Sempre il 26 Ottobre la popolazione di Udine non è ancora del tutto consapevole. L’atmosfera sembra sospesa ed è ben descritta dalle parole di Ardengo Soffici, letterato e soldato. Nel suo diario di guerra scrive:

mi ero immaginato di trovare, uscendo, la città (Udine) in preda al panico e al disordine: l’ho trovata invece abbastanza calma, ancorché molto si sappia di quello che accade. Un movimento più vivo del solito per le strade, gente che s’interroga, che ci guarda con curiosità, che ronza intorno al Municipio, agli uffici; ma nulla di più. La bella giornata aumenta l’aria di ottimismo, per me inaspettato.
Con il Tenente Lorenzoni abbiamo fatto quattro passi prima d’andare la Comando. Le botteghe sono tutte aperte, e i negozianti fanno i loro affari come la solito.
Soltanto una giovane merciaia, che il mio collega conosce, se ne stava sull’uscio del suo negozio con un viso d’ansia, come spiando gli avvenimenti della strada. Lorenzoni le ha domandato scherzando che cosa facesse li, con quella faccia.
– aspetto mio padre per partire
ha risposto secca.
– e dove va?
– non so. Via.
– e perchè vuol partire?
– Perchè ho paura. Voialtri non dite niente; ma fra poco saranno qui
abbiamo rassicurato anche lei

Sempre il 26 Ottobre, nel pomeriggio, Vittorio Emanuele III lascia Villa Italia di Torreano e prende il treno per Roma.

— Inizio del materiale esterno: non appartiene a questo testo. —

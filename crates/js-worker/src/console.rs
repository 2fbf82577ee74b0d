use sandbox::{LogEntry, LogKind};

use crate::timeline::RunClock;

/// Destination of the restricted `console` object for a single run.
#[derive(Debug)]
pub struct ConsoleSink {
    clock: RunClock,
    entries: Vec<LogEntry>,
}

impl ConsoleSink {
    pub fn new(clock: RunClock) -> Self {
        Self {
            clock,
            entries: Vec::new(),
        }
    }

    pub fn push(&mut self, kind: LogKind, text: String) {
        let timestamp_ms = self.clock.elapsed_ms();
        self.entries.push(LogEntry {
            kind,
            text,
            timestamp_ms,
        });
    }

    pub fn entries(&self) -> &[LogEntry] {
        &self.entries
    }

    pub fn into_entries(self) -> Vec<LogEntry> {
        self.entries
    }
}
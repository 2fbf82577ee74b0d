mod run;
mod worker;

pub use run::{RunArgs, run_code};
pub use worker::{WorkerArgs, run_worker};
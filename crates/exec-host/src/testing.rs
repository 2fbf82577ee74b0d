//! In-memory workers for strategy and host unit tests.

use std::sync::Arc;
use std::sync::atomic::{AtomicBool, AtomicUsize, Ordering};
use std::time::Duration;

use async_trait::async_trait;
use sandbox::{
    ErrorKind, ExecutionRequest, ExecutionResult, LogEntry, LogKind, Result, SandboxError,
    Worker, WorkerLauncher,
};

#[derive(Default)]
struct Counters {
    launched: AtomicUsize,
    stopped: AtomicUsize,
    killed: AtomicUsize,
    fail_pings: AtomicBool,
    fail_launches: AtomicBool,
}

/// Launches [`FakeWorker`]s and counts what happens to them.
#[derive(Default)]
pub struct FakeLauncher {
    counters: Arc<Counters>,
}

impl FakeLauncher {
    pub fn launched(&self) -> usize {
        self.counters.launched.load(Ordering::SeqCst)
    }

    pub fn stopped(&self) -> usize {
        self.counters.stopped.load(Ordering::SeqCst)
    }

    pub fn killed(&self) -> usize {
        self.counters.killed.load(Ordering::SeqCst)
    }

    pub fn fail_pings(&self) {
        self.counters.fail_pings.store(true, Ordering::SeqCst);
    }

    pub fn fail_launches(&self) {
        self.counters.fail_launches.store(true, Ordering::SeqCst);
    }
}

#[async_trait]
impl WorkerLauncher for FakeLauncher {
    fn name(&self) -> &str {
        "fake"
    }

    async fn launch(&self) -> Result<Box<dyn Worker>> {
        if self.counters.fail_launches.load(Ordering::SeqCst) {
            return Err(SandboxError::SpawnFailed("launch disabled".into()));
        }
        let n = self.counters.launched.fetch_add(1, Ordering::SeqCst);
        Ok(Box::new(FakeWorker {
            id: format!("fake-{n}"),
            counters: Arc::clone(&self.counters),
        }))
    }
}

/// Interprets a tiny command language instead of JavaScript:
///
/// - `sleep:<ms>` waits, then succeeds
/// - `hang` never answers
/// - `crash` fails as if the worker died
/// - `throw:<msg>` reports a runtime error
/// - anything else is logged back verbatim
pub struct FakeWorker {
    id: String,
    counters: Arc<Counters>,
}

#[async_trait]
impl Worker for FakeWorker {
    fn id(&self) -> &str {
        &self.id
    }

    async fn execute(&mut self, request: &ExecutionRequest) -> Result<ExecutionResult> {
        let code = request.code.as_str();
        if let Some(ms) = code.strip_prefix("sleep:") {
            let ms = ms.parse().unwrap_or(0);
            tokio::time::sleep(Duration::from_millis(ms)).await;
        } else if code == "hang" {
            std::future::pending::<()>().await;
        } else if code == "crash" {
            return Err(SandboxError::WorkerExited);
        } else if let Some(msg) = code.strip_prefix("throw:") {
            return Ok(ExecutionResult::failed(
                request.id.as_str(),
                ErrorKind::Runtime,
                format!("Error: {msg}"),
                0.1,
            ));
        }
        Ok(ExecutionResult {
            id: request.id.clone(),
            logs: vec![LogEntry {
                kind: LogKind::Log,
                text: code.to_owned(),
                timestamp_ms: 0.0,
            }],
            result: None,
            error: None,
            error_kind: None,
            duration_ms: 0.1,
            timeline: None,
        })
    }

    async fn ping(&mut self) -> Result<()> {
        if self.counters.fail_pings.load(Ordering::SeqCst) {
            return Err(SandboxError::Protocol("ping failed".into()));
        }
        Ok(())
    }

    async fn shutdown(&mut self) -> Result<()> {
        self.counters.stopped.fetch_add(1, Ordering::SeqCst);
        Ok(())
    }

    async fn kill(&mut self) -> Result<()> {
        self.counters.killed.fetch_add(1, Ordering::SeqCst);
        Ok(())
    }
}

Ma già il 27 e il 28 le forze Austro-Tedesche entrano a Cividale ed a Udine. Mentre il nemico incalza il Friuli è percorso da una marea di soldati sbandati e di profughi ed a Udine c’è il caos.

Il 28 Ottobre Cadorna dirama un bollettino di guerra criminoso perchè accusa i reparti impegnati sul fronte dell’Isonzo di una resa vigliacca come se non si fossero impegnati in combattimento. Si tratta di parole ingenerose che negano tanti atti di eroismo dei nostri a fronte di una vera impreparazione tattica ed inferiorità in armamenti rispetto agli Austro-Tedeschi, da attribuirsi all’Alto Comando Italiano e non certo ai reparti della Seconda Armata incriminati.

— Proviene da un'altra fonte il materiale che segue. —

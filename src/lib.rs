//! Feedcache - a client-side feed cache and loading layer
//!
//! # Architecture
//!
//! ```text
//! ┌─────────────────────────────────────────────────────────────┐
//! │                    Embedding application                    │
//! │  - owns the loader lifecycle (start/stop/reset)             │
//! │  - watches the store's change notification                  │
//! └─────────────────────────────────────────────────────────────┘
//!                              │
//! ┌─────────────────────────────────────────────────────────────┐
//! │                     Service Layer                           │
//! │  - CachedLoader (single-flight loads, cached delivery)      │
//! │  - RefreshPipeline (fetch → bulk upsert → done signal)      │
//! └─────────────────────────────────────────────────────────────┘
//!                              │
//! ┌─────────────────────────────────────────────────────────────┐
//! │                      Data Layer                             │
//! │  - SQLite (sqlx), posts table                               │
//! │  - cursor streaming + JSON payload decoding                 │
//! └─────────────────────────────────────────────────────────────┘
//! ```
//!
//! # Modules
//!
//! - `service`: the cached loader state machine and refresh pipeline
//! - `data`: SQLite store, cursor source, payload decoder, models
//! - `remote`: remote feed source contract and HTTP implementation
//! - `config`: configuration management
//! - `error`: error types

pub mod config;
pub mod data;
pub mod error;
pub mod metrics;
pub mod remote;
pub mod service;

use std::sync::Arc;
use std::time::Duration;

use data::{FeedQuery, JsonRecordDecoder, SqliteCursorSource};
use remote::HttpRemoteSource;
use service::{CachedLoader, RefreshPipeline, ResultObserver};

/// Application state shared across the loader and pipeline
#[derive(Clone)]
pub struct AppState {
    /// Application configuration
    pub config: Arc<config::AppConfig>,

    /// Database connection pool
    pub db: Arc<data::Database>,

    /// HTTP client for the remote feed API
    pub http_client: Arc<reqwest::Client>,
}

impl AppState {
    /// Initialize application state
    ///
    /// # Steps
    /// 1. Connect to SQLite database (creating the schema)
    /// 2. Build the HTTP client
    ///
    /// # Errors
    /// Returns error if any initialization step fails
    pub async fn new(config: config::AppConfig) -> Result<Self, error::AppError> {
        tracing::info!("Initializing application state...");

        let db = data::Database::connect(&config.database.path).await?;

        let http_client = reqwest::Client::builder()
            .user_agent("Feedcache/0.1.0")
            .timeout(Duration::from_secs(config.remote.timeout_seconds))
            .build()?;

        tracing::info!("Application state initialized successfully");

        Ok(Self {
            config: Arc::new(config),
            db: Arc::new(db),
            http_client: Arc::new(http_client),
        })
    }

    /// Build a refresh pipeline against the configured remote source
    pub fn refresh_pipeline(&self) -> RefreshPipeline<HttpRemoteSource> {
        let remote = HttpRemoteSource::new(
            Arc::clone(&self.http_client),
            self.config.remote.base_url.clone(),
        );
        RefreshPipeline::new(remote, Arc::clone(&self.db))
            .with_batch_size(self.config.remote.batch_size)
    }

    /// Build a cached loader over the local store for one feed query.
    ///
    /// Each loader serves a single logical query; create a new one per
    /// query (and after `reset()`).
    pub fn timeline_loader<O>(
        &self,
        query: FeedQuery,
        observer: O,
    ) -> CachedLoader<SqliteCursorSource, JsonRecordDecoder, O>
    where
        O: ResultObserver,
    {
        CachedLoader::new(
            SqliteCursorSource::new(Arc::clone(&self.db)),
            JsonRecordDecoder,
            query,
            observer,
        )
    }
}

Il 4 Novembre le forze Austro-Ungariche tedesche continuano ad avanzare e sfondano la linea Italiana disposta sul Tagliamento. Cadorna ordina il ripiegamento sul Piave.

Il 9 Novembre, su pressione degli alleati, il Generale Luigi Cadorna è deposto  dall’incarico di Capo di Stato Maggiore dell’Esercito ed è sostituito dal Generale Armando Diaz.